The Unspoken Rejection of Adoption

is still the hardest parenting moment I have ever sat in. There is no good answer….and I’ve even ridden in my car alone and practiced the answer. I’ve sat and said these words out loud, “your mother loved you very much. She was unable to care for you……” and the ashes of loss choke me. But I still have to answer the question that no mom or dad can really answer satisfactorily. Because any words I speak will only succeed in rendering a deeper wound. 

And here’s what I secretly wish… I wish I could lie and say I birthed them. I wish I could pretend they were mine from the beginning and that I did not need to say the words that are laced with unspoken rejection. Instead, I tightrope between truth and bruising reality and there’s no net, just a fall from the top. Because no matter how it is arranged or explained, adoption is loss and you pray your child will allow you to shoulder the pain with them and walk through the unknown.
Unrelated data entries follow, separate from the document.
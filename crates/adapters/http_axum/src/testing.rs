//! In-memory port doubles and request helpers for handler tests.

use std::sync::{Arc, Mutex};

use axum::Router;
use axum::body::Body;
use axum::http::{Request, StatusCode};
use tower::ServiceExt;

use autoflow_app::automation_engine::{PassOutcome, PassReport, PassRunner};
use autoflow_app::ports::{ExecutionRepository, RuleRepository};
use autoflow_app::services::execution_service::ExecutionService;
use autoflow_app::services::rule_service::RuleService;
use autoflow_domain::error::{AutoflowError, NotFoundError};
use autoflow_domain::execution::AutomationExecution;
use autoflow_domain::id::RuleId;
use autoflow_domain::rule::AutomationRule;
use autoflow_domain::time::Timestamp;

use crate::state::AppState;

#[derive(Default)]
pub struct MemoryRules(Mutex<Vec<AutomationRule>>);

impl RuleRepository for MemoryRules {
    async fn create(&self, rule: AutomationRule) -> Result<AutomationRule, AutoflowError> {
        self.0.lock().unwrap().push(rule.clone());
        Ok(rule)
    }

    async fn get_by_id(&self, id: RuleId) -> Result<Option<AutomationRule>, AutoflowError> {
        Ok(self.0.lock().unwrap().iter().find(|r| r.id == id).cloned())
    }

    async fn get_all(&self) -> Result<Vec<AutomationRule>, AutoflowError> {
        Ok(self.0.lock().unwrap().clone())
    }

    async fn get_active(&self) -> Result<Vec<AutomationRule>, AutoflowError> {
        let rules = self.0.lock().unwrap();
        Ok(rules.iter().filter(|r| r.is_active).cloned().collect())
    }

    async fn update(&self, rule: AutomationRule) -> Result<AutomationRule, AutoflowError> {
        let mut rules = self.0.lock().unwrap();
        let slot = rules
            .iter_mut()
            .find(|r| r.id == rule.id)
            .ok_or_else(|| not_found(rule.id))?;
        *slot = rule.with_history_of(slot);
        Ok(slot.clone())
    }

    async fn record_run(
        &self,
        id: RuleId,
        executed_at: Timestamp,
    ) -> Result<AutomationRule, AutoflowError> {
        let mut rules = self.0.lock().unwrap();
        let slot = rules
            .iter_mut()
            .find(|r| r.id == id)
            .ok_or_else(|| not_found(id))?;
        slot.execution_count += 1;
        slot.last_executed = Some(executed_at);
        Ok(slot.clone())
    }

    async fn delete(&self, id: RuleId) -> Result<(), AutoflowError> {
        self.0.lock().unwrap().retain(|r| r.id != id);
        Ok(())
    }
}

fn not_found(id: RuleId) -> AutoflowError {
    NotFoundError {
        entity: "AutomationRule",
        id: id.to_string(),
    }
    .into()
}

#[derive(Default)]
pub struct MemoryExecutions(Mutex<Vec<AutomationExecution>>);

impl ExecutionRepository for MemoryExecutions {
    async fn create(
        &self,
        execution: AutomationExecution,
    ) -> Result<AutomationExecution, AutoflowError> {
        self.0.lock().unwrap().push(execution.clone());
        Ok(execution)
    }

    async fn get_recent(&self, limit: usize) -> Result<Vec<AutomationExecution>, AutoflowError> {
        let all = self.0.lock().unwrap();
        Ok(all.iter().rev().take(limit).cloned().collect())
    }

    async fn find_by_rule(
        &self,
        rule_id: RuleId,
        limit: usize,
    ) -> Result<Vec<AutomationExecution>, AutoflowError> {
        let all = self.0.lock().unwrap();
        Ok(all
            .iter()
            .rev()
            .filter(|e| e.rule_id == rule_id)
            .take(limit)
            .cloned()
            .collect())
    }
}

/// Runner that answers with a canned outcome.
pub struct StubRunner {
    pub busy: bool,
}

impl PassRunner for StubRunner {
    async fn run_pass(&self) -> Result<PassOutcome, AutoflowError> {
        if self.busy {
            return Ok(PassOutcome::Skipped);
        }
        Ok(PassOutcome::Completed(PassReport {
            rules_seen: 2,
            completed: 1,
            idle: 1,
            ..PassReport::default()
        }))
    }
}

pub type TestState = AppState<Arc<MemoryRules>, Arc<MemoryExecutions>, StubRunner>;

pub struct Harness {
    pub rules: Arc<MemoryRules>,
    pub executions: Arc<MemoryExecutions>,
    pub state: TestState,
}

impl Harness {
    pub fn new(busy: bool) -> Self {
        let rules = Arc::new(MemoryRules::default());
        let executions = Arc::new(MemoryExecutions::default());
        let state = AppState::new(
            RuleService::new(Arc::clone(&rules)),
            ExecutionService::new(Arc::clone(&executions)),
            Arc::new(StubRunner { busy }),
        );
        Self {
            rules,
            executions,
            state,
        }
    }

    pub fn app(&self) -> Router {
        crate::router::build(self.state.clone())
    }

    pub async fn seed_rule(&self, name: &str) -> AutomationRule {
        let rule = AutomationRule::builder().name(name).build().unwrap();
        self.rules.create(rule).await.unwrap()
    }
}

/// Send one request and decode the JSON body, `Null` when empty.
pub async fn send(
    app: Router,
    method: &str,
    uri: &str,
    body: Option<serde_json::Value>,
) -> (StatusCode, serde_json::Value) {
    let builder = Request::builder().method(method).uri(uri);
    let request = match body {
        Some(json) => builder
            .header("content-type", "application/json")
            .body(Body::from(json.to_string()))
            .unwrap(),
        None => builder.body(Body::empty()).unwrap(),
    };
    respond(app, request).await
}

/// Like [`send`], with a body that need not be valid JSON.
pub async fn send_raw(
    app: Router,
    method: &str,
    uri: &str,
    body: &'static str,
) -> (StatusCode, serde_json::Value) {
    let request = Request::builder()
        .method(method)
        .uri(uri)
        .header("content-type", "application/json")
        .body(Body::from(body))
        .unwrap();
    respond(app, request).await
}

async fn respond(app: Router, request: Request<Body>) -> (StatusCode, serde_json::Value) {
    let response = app.oneshot(request).await.unwrap();
    let status = response.status();
    let bytes = axum::body::to_bytes(response.into_body(), usize::MAX)
        .await
        .unwrap();
    let json = if bytes.is_empty() {
        serde_json::Value::Null
    } else {
        serde_json::from_slice(&bytes).unwrap()
    };
    (status, json)
}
Deep inside we all yearn to know our beginnings and I cannot give this to my children because I was not there. 

I don’t like the pain and heartache that is wrapped in the beauty of adoption. I see it rear its ugly head every time a birthday rolls around and my child wants to know about the day they were born. Or, a family tree project is assigned at school. I see it when we fill out the questionnaire at the doctor’s office that has half the questions left blank and lots of “UNKNOWN’s” marked.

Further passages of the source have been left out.